Thema: Künstliche Intelligenz - Dialog Gesellschaft und Wissenschaft
„Der Einsatz von künstlicher Intelligenz ist immer dann kritisch, wenn Menschen bewertet werden […]“

Die Unvorhersehbarkeit von Künstlicher Intelligenz ist ein Aspekt, der schnell zum Hauptaugenmerk in der Diskussion um  dieses Thema wird. In der Tat ist Berechenbarkeit im Unterschied zu herkömmlicher Software nicht immer gegeben, da dafür notwendige Spezifikation im Vorhinein fehlen.

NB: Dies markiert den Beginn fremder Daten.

use crate::models::Station;

/// Message shown when the unfiltered catalog could not be fetched.
pub const LOAD_FAILED: &str = "failed to load stations";
/// Message shown when a filtered search could not be fetched.
pub const SEARCH_FAILED: &str = "search failed";

/// Where the current result set stands.
#[derive(Debug, Clone, PartialEq, Eq)]
pub enum ResultState {
    /// A fetch is in flight.
    Loading,
    /// The latest fetch resolved with these stations, in server order.
    Success(Vec<Station>),
    /// The latest fetch failed.
    Error(String),
}

impl ResultState {
    /// Stations to display; empty unless the state is `Success`.
    pub fn results(&self) -> &[Station] {
        match self {
            ResultState::Success(stations) => stations,
            _ => &[],
        }
    }

    /// User-facing error message, if the latest fetch failed.
    pub fn error(&self) -> Option<&str> {
        match self {
            ResultState::Error(message) => Some(message),
            _ => None,
        }
    }
}

#[cfg(test)]
mod tests {
    use super::*;

    #[test]
    fn error_state_has_no_results() {
        let state = ResultState::Error(SEARCH_FAILED.to_string());
        assert!(state.results().is_empty());
        assert_eq!(state.error(), Some("search failed"));
    }
}
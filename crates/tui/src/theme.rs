use ratatui::style::Color;

#[derive(Debug, Clone)]
pub struct Theme {
    pub primary_fg: Color,
    pub accent: Color,
    pub muted: Color,
    pub selection_bg: Color,
    pub favorite: Color,
    pub danger: Color,
    pub backdrop: Color,
}

impl Default for Theme {
    fn default() -> Self {
        Self {
            primary_fg: Color::White,
            accent: Color::Cyan,
            muted: Color::DarkGray,
            selection_bg: Color::DarkGray,
            favorite: Color::Yellow,
            danger: Color::Red,
            backdrop: Color::Black,
        }
    }
}
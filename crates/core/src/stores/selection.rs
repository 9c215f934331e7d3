use std::sync::Arc;

use parking_lot::RwLock;
use tracing::info;

use super::SelectionSink;
use crate::models::Station;

/// Single-slot holder of the application's selected station.
#[derive(Debug, Clone, Default)]
pub struct SelectedStation {
    inner: Arc<RwLock<Option<Station>>>,
}

impl SelectedStation {
    /// Create an empty slot.
    pub fn new() -> Self {
        Self::default()
    }

    /// Currently selected station, if any.
    pub fn current(&self) -> Option<Station> {
        self.inner.read().clone()
    }
}

impl SelectionSink for SelectedStation {
    fn publish(&self, station: Station) {
        info!(id = %station.id, name = %station.name, "Station selected");
        *self.inner.write() = Some(station);
    }
}
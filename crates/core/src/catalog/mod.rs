//! Station catalog service access.
//!
//! The catalog exposes `GET /api/station` for the full list and
//! `GET /api/station?name=<query>` for a server-side name filter. Matching
//! semantics belong to the service; the client passes the query through.

mod client;
mod error;

use std::future::Future;

pub use client::StationClient;
pub use error::CatalogError;

use crate::{models::Station, search::StationQuery};

/// Anything that can answer station catalog queries.
pub trait StationCatalog: Send + Sync {
    /// Fetch the stations matching `query`, in server order.
    fn fetch(
        &self,
        query: &StationQuery,
    ) -> impl Future<Output = Result<Vec<Station>, CatalogError>> + Send;
}
mod app;
mod input;
mod search_modal;
mod theme;

use anyhow::{Context, Result};
use std::{
    fs::{self, OpenOptions},
    sync::Mutex,
};

use stations_core::{
    config::{self, AppConfig},
    FavoritesStore, StationClient,
};
use tracing::info;
use tracing_subscriber::{prelude::*, EnvFilter};

#[tokio::main]
async fn main() -> Result<()> {
    init_logging()?;

    config::ensure_default_config()?;
    let config = AppConfig::load()?;

    let client = StationClient::from_config(&config.catalog)
        .context("failed to build station catalog client")?;
    info!(base_url = client.base_url(), "Using station catalog");
    let favorites = FavoritesStore::open(config.favorites_path.clone());

    let mut app = app::StationsApp::new(client, config.modal, favorites);
    app.run().await
}

/// Log to `logs/stations.log`; stdout is owned by the terminal UI.
fn init_logging() -> Result<()> {
    let log_dir = std::env::current_dir()?.join("logs");
    fs::create_dir_all(&log_dir)?;
    let log_path = log_dir.join("stations.log");
    let log_file = OpenOptions::new()
        .create(true)
        .append(true)
        .open(&log_path)
        .with_context(|| format!("failed to open {}", log_path.display()))?;

    let file_layer = tracing_subscriber::fmt::layer()
        .with_target(true)
        .with_ansi(false)
        .compact()
        .with_writer(Mutex::new(log_file));

    tracing_subscriber::registry()
        .with(EnvFilter::from_default_env())
        .with(file_layer)
        .init();

    Ok(())
}
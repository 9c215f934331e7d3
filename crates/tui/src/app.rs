use std::{io, sync::Arc, thread, time::Duration};

use anyhow::{Context, Result};
use crossterm::{
    event::{
        self, DisableMouseCapture, EnableMouseCapture, Event, KeyCode, KeyEvent, KeyEventKind,
        KeyModifiers, MouseButton, MouseEventKind,
    },
    execute,
    terminal::{disable_raw_mode, enable_raw_mode, EnterAlternateScreen, LeaveAlternateScreen},
};
use ratatui::{
    backend::{Backend, CrosstermBackend},
    layout::{Constraint, Direction, Layout, Rect},
    style::{Modifier, Style},
    text::{Line, Span},
    widgets::{Block, Borders, List, ListItem, ListState, Paragraph, Wrap},
    Frame, Terminal,
};
use stations_core::{
    config::ModalConfig, Applied, CatalogError, Collaborators, FavoritesStore, FetchTag,
    FetchTicket, Favorites, ModalRegistry, ModalVisibility, SearchModal, SelectedStation,
    SelectionSink, Station, StationCatalog, SEARCH_MODAL_NAME,
};
use tokio::{spawn, sync::mpsc};
use tracing::{debug, error, info};

use crate::{
    search_modal::{ModalScreen, FAVORITE_GLYPH},
    theme::Theme,
};

const TICK_RATE: Duration = Duration::from_millis(250);

pub enum AppEvent {
    Input(Event),
    Tick,
    CatalogLoaded {
        tag: FetchTag,
        result: Result<Vec<Station>, CatalogError>,
    },
}

/// Terminal front end: a home screen plus the station search modal.
pub struct StationsApp<C> {
    catalog: C,
    modal_options: ModalConfig,
    selection: SelectedStation,
    registry: ModalVisibility,
    favorites: FavoritesStore,
    modal: Option<ModalScreen>,
    next_mount_id: u64,
    event_tx: Option<mpsc::Sender<AppEvent>>,
    state: UiState,
    theme: Theme,
}

impl<C> StationsApp<C>
where
    C: StationCatalog + Clone + 'static,
{
    pub fn new(catalog: C, modal_options: ModalConfig, favorites: FavoritesStore) -> Self {
        Self {
            catalog,
            modal_options,
            selection: SelectedStation::new(),
            registry: ModalVisibility::new(),
            favorites,
            modal: None,
            next_mount_id: 0,
            event_tx: None,
            state: UiState::default(),
            theme: Theme::default(),
        }
    }

    pub async fn run(&mut self) -> Result<()> {
        let favorites = self.favorites.favorite_stations().len();
        self.state
            .set_status(format!("{favorites} favorites, press / to search"));

        let mut stdout = io::stdout();
        enable_raw_mode().context("failed to enter raw mode")?;
        execute!(stdout, EnterAlternateScreen, EnableMouseCapture)
            .context("failed to enter alternate screen")?;
        let backend = CrosstermBackend::new(stdout);
        let mut terminal = match Terminal::new(backend) {
            Ok(terminal) => terminal,
            Err(err) => {
                let _ = disable_raw_mode();
                let _ = execute!(io::stdout(), LeaveAlternateScreen, DisableMouseCapture);
                return Err(err).context("failed to create terminal");
            }
        };

        let (event_tx, event_rx) = mpsc::channel::<AppEvent>(128);
        spawn_input_thread(event_tx.clone());
        self.event_tx = Some(event_tx);

        let outcome = self.event_loop(&mut terminal, event_rx).await;
        let restored = restore_terminal(&mut terminal);
        self.event_tx = None;
        if let Err(err) = &outcome {
            error!(?err, "Event loop failed");
        }
        outcome.and(restored)
    }

    async fn event_loop<B: Backend>(
        &mut self,
        terminal: &mut Terminal<B>,
        mut event_rx: mpsc::Receiver<AppEvent>,
    ) -> Result<()> {
        terminal.hide_cursor()?;
        terminal.clear()?;
        loop {
            self.sync_modal();
            terminal
                .draw(|frame| self.draw(frame))
                .context("failed to draw frame")?;
            if self.state.should_quit {
                return Ok(());
            }

            let maybe_event = event_rx.recv().await;
            if !self.process_app_event(maybe_event) {
                return Ok(());
            }
        }
    }

    fn process_app_event(&mut self, maybe_event: Option<AppEvent>) -> bool {
        match maybe_event {
            Some(AppEvent::Input(event)) => {
                self.handle_input(event);
                true
            }
            Some(AppEvent::Tick) => {
                self.state.tick = self.state.tick.wrapping_add(1);
                true
            }
            Some(AppEvent::CatalogLoaded { tag, result }) => {
                self.handle_catalog_loaded(tag, result);
                true
            }
            None => false,
        }
    }

    /// Mount the modal when the registry shows it, drop it when hidden.
    fn sync_modal(&mut self) {
        let showing = self.registry.is_showing(SEARCH_MODAL_NAME);
        match (showing, self.modal.is_some()) {
            (true, false) => self.mount_modal(),
            (false, true) => {
                self.modal = None;
                info!("Search modal unmounted");
                match self.selection.current() {
                    Some(station) if self.state.last_selection.as_ref() != Some(&station) => {
                        self.state.set_status(format!("Selected {}", station.name));
                        self.state.last_selection = Some(station);
                    }
                    _ => self.state.set_status("Search closed".to_string()),
                }
            }
            _ => {}
        }
    }

    fn mount_modal(&mut self) {
        self.next_mount_id += 1;
        let stores = Collaborators {
            selection: Arc::new(self.selection.clone()),
            registry: Arc::new(self.registry.clone()),
            favorites: Arc::new(self.favorites.clone()),
        };
        let (modal, ticket) = SearchModal::mount(self.next_mount_id, stores, self.modal_options);
        self.modal = Some(ModalScreen::new(modal));
        self.dispatch(ticket);
    }

    fn dispatch(&self, ticket: FetchTicket) {
        let Some(sender) = self.event_tx.clone() else {
            error!("event_channel_missing");
            return;
        };
        let catalog = self.catalog.clone();
        spawn(async move {
            let result = catalog.fetch(&ticket.query).await;
            let _ = sender
                .send(AppEvent::CatalogLoaded {
                    tag: ticket.tag,
                    result,
                })
                .await;
        });
    }

    fn handle_catalog_loaded(&mut self, tag: FetchTag, result: Result<Vec<Station>, CatalogError>) {
        if let Ok(stations) = &result {
            self.favorites.remember(stations);
        }
        let Some(screen) = self.modal.as_mut() else {
            debug!(seq = tag.seq, "Catalog response arrived after the modal closed");
            return;
        };
        if screen.apply(tag, result) == Applied::Current {
            let session = screen.modal().session();
            let status = match session.error() {
                Some(message) => format!("Error: {message}"),
                None => format!("{} stations", session.results().len()),
            };
            self.state.set_status(status);
        }
    }

    fn handle_input(&mut self, event: Event) {
        match event {
            Event::Key(key) if key.kind != KeyEventKind::Release => {
                if key.modifiers.contains(KeyModifiers::CONTROL) && key.code == KeyCode::Char('c')
                {
                    self.state.should_quit = true;
                    return;
                }
                if let Some(screen) = self.modal.as_mut() {
                    if let Some(ticket) = screen.handle_key(key) {
                        self.dispatch(ticket);
                    }
                } else {
                    self.handle_home_key(key);
                }
            }
            Event::Mouse(mouse) => {
                if let MouseEventKind::Down(MouseButton::Left) = mouse.kind {
                    if let Some(screen) = self.modal.as_mut() {
                        screen.handle_click(mouse.column, mouse.row);
                    }
                }
            }
            Event::Key(_) | Event::Resize(_, _) => {}
            Event::FocusGained | Event::FocusLost | Event::Paste(_) => {}
        }
    }

    fn handle_home_key(&mut self, key: KeyEvent) {
        let favorites = self.favorites.favorite_stations();
        match key.code {
            KeyCode::Esc | KeyCode::Char('q') => self.state.should_quit = true,
            KeyCode::Char('/') | KeyCode::Char('s') => {
                self.registry.open(SEARCH_MODAL_NAME);
            }
            KeyCode::Char('j') | KeyCode::Down => {
                self.state.move_favorite_cursor(1, favorites.len());
            }
            KeyCode::Char('k') | KeyCode::Up => {
                self.state.move_favorite_cursor(-1, favorites.len());
            }
            KeyCode::Enter => {
                if let Some(station) = favorites.get(self.state.favorite_cursor).cloned() {
                    self.state.set_status(format!("Selected {}", station.name));
                    self.state.last_selection = Some(station.clone());
                    self.selection.publish(station);
                }
            }
            KeyCode::Char('d') => {
                if let Some(station) = favorites.get(self.state.favorite_cursor) {
                    self.favorites.toggle_favorite(&station.id);
                    self.state
                        .set_status(format!("Removed {} from favorites", station.name));
                    self.state
                        .move_favorite_cursor(0, favorites.len().saturating_sub(1));
                }
            }
            _ => {}
        }
    }

    fn draw(&mut self, frame: &mut Frame) {
        self.draw_home(frame);
        if let Some(screen) = self.modal.as_mut() {
            screen.render(frame, &self.theme, self.state.tick);
        }
    }

    fn draw_home(&self, frame: &mut Frame) {
        let chunks = Layout::default()
            .direction(Direction::Vertical)
            .constraints([
                Constraint::Length(3),
                Constraint::Min(3),
                Constraint::Length(4),
            ])
            .split(frame.size());

        let selected = match self.selection.current() {
            Some(station) => Line::from(vec![
                Span::styled(
                    station.name,
                    Style::default()
                        .fg(self.theme.accent)
                        .add_modifier(Modifier::BOLD),
                ),
                Span::styled(format!("  ({})", station.id), Style::default().fg(self.theme.muted)),
            ]),
            None => Line::from(Span::styled(
                "No station selected",
                Style::default().fg(self.theme.muted),
            )),
        };
        frame.render_widget(
            Paragraph::new(selected)
                .block(Block::default().borders(Borders::ALL).title("Selected station")),
            chunks[0],
        );

        self.render_favorites(frame, chunks[1]);
        self.render_status(frame, chunks[2]);
    }

    fn render_favorites(&self, frame: &mut Frame, area: Rect) {
        let favorites = self.favorites.favorite_stations();
        let items: Vec<ListItem> = favorites
            .iter()
            .map(|station| {
                ListItem::new(Line::from(vec![
                    Span::styled(FAVORITE_GLYPH, Style::default().fg(self.theme.favorite)),
                    Span::raw(" "),
                    Span::styled(station.name.clone(), Style::default().fg(self.theme.primary_fg)),
                ]))
            })
            .collect();

        let mut list_state = ListState::default();
        if !favorites.is_empty() {
            list_state.select(Some(self.state.favorite_cursor.min(favorites.len() - 1)));
        }
        let title = match self.favorites.updated_at() {
            Some(at) => format!(
                "Favorites ({}), updated {}",
                favorites.len(),
                at.format("%Y-%m-%d %H:%M UTC")
            ),
            None => format!("Favorites ({})", favorites.len()),
        };
        let list = List::new(items)
            .block(Block::default().borders(Borders::ALL).title(title))
            .highlight_style(Style::default().bg(self.theme.selection_bg));
        frame.render_stateful_widget(list, area, &mut list_state);
    }

    fn render_status(&self, frame: &mut Frame, area: Rect) {
        let help = Line::from(vec![
            Span::styled("/", Style::default().add_modifier(Modifier::BOLD)),
            Span::raw(" search  "),
            Span::styled("Enter", Style::default().add_modifier(Modifier::BOLD)),
            Span::raw(" select favorite  "),
            Span::styled("d", Style::default().add_modifier(Modifier::BOLD)),
            Span::raw(" unfavorite  "),
            Span::styled("q", Style::default().add_modifier(Modifier::BOLD)),
            Span::raw(" quit"),
        ]);
        let paragraph = Paragraph::new(vec![Line::from(self.state.status.clone()), help])
            .block(Block::default().borders(Borders::ALL).title("Status"))
            .wrap(Wrap { trim: true });
        frame.render_widget(paragraph, area);
    }
}

fn restore_terminal(terminal: &mut Terminal<CrosstermBackend<io::Stdout>>) -> Result<()> {
    disable_raw_mode().context("failed to disable raw mode")?;
    execute!(
        terminal.backend_mut(),
        LeaveAlternateScreen,
        DisableMouseCapture
    )
    .context("failed to leave alternate screen")?;
    terminal.show_cursor()?;
    Ok(())
}

fn spawn_input_thread(sender: mpsc::Sender<AppEvent>) {
    thread::spawn(move || loop {
        match event::poll(TICK_RATE) {
            Ok(true) => match event::read() {
                Ok(evt) => {
                    if sender.blocking_send(AppEvent::Input(evt)).is_err() {
                        break;
                    }
                }
                Err(_) => break,
            },
            Ok(false) => {
                if sender.blocking_send(AppEvent::Tick).is_err() {
                    break;
                }
            }
            Err(_) => break,
        }
    });
}

struct UiState {
    status: String,
    should_quit: bool,
    favorite_cursor: usize,
    last_selection: Option<Station>,
    tick: usize,
}

impl Default for UiState {
    fn default() -> Self {
        Self {
            status: "Ready".to_string(),
            should_quit: false,
            favorite_cursor: 0,
            last_selection: None,
            tick: 0,
        }
    }
}

impl UiState {
    fn set_status(&mut self, message: String) {
        self.status = message;
    }

    fn move_favorite_cursor(&mut self, delta: isize, total: usize) {
        if total == 0 {
            self.favorite_cursor = 0;
            return;
        }
        let idx = (self.favorite_cursor as isize + delta).clamp(0, total as isize - 1);
        self.favorite_cursor = idx as usize;
    }
}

Besonders kritisch wird dies, wenn Entscheidungen den Menschen direkt betreffen und dieser gleichzeitig die Entscheidungen nicht nachvollziehen kann. Deshalb sei ein ständiger Dialog zwischen Wissenschaft und Gesellschaft in Bezug auf rechtliche und ethische Aspekte
laut Oberweis extrem wichtig. Forschung dürfe nicht an dem öffentlichen Diskurs vorbeilaufen. Gerade die Offenheit, gesellschaftliche Kritik direkt in die Forschung mit einzubeziehen und somit die Entwicklung als einen Gemeinschaftsprozess zu verstehen, schaffe Transparenz und Akzeptanz.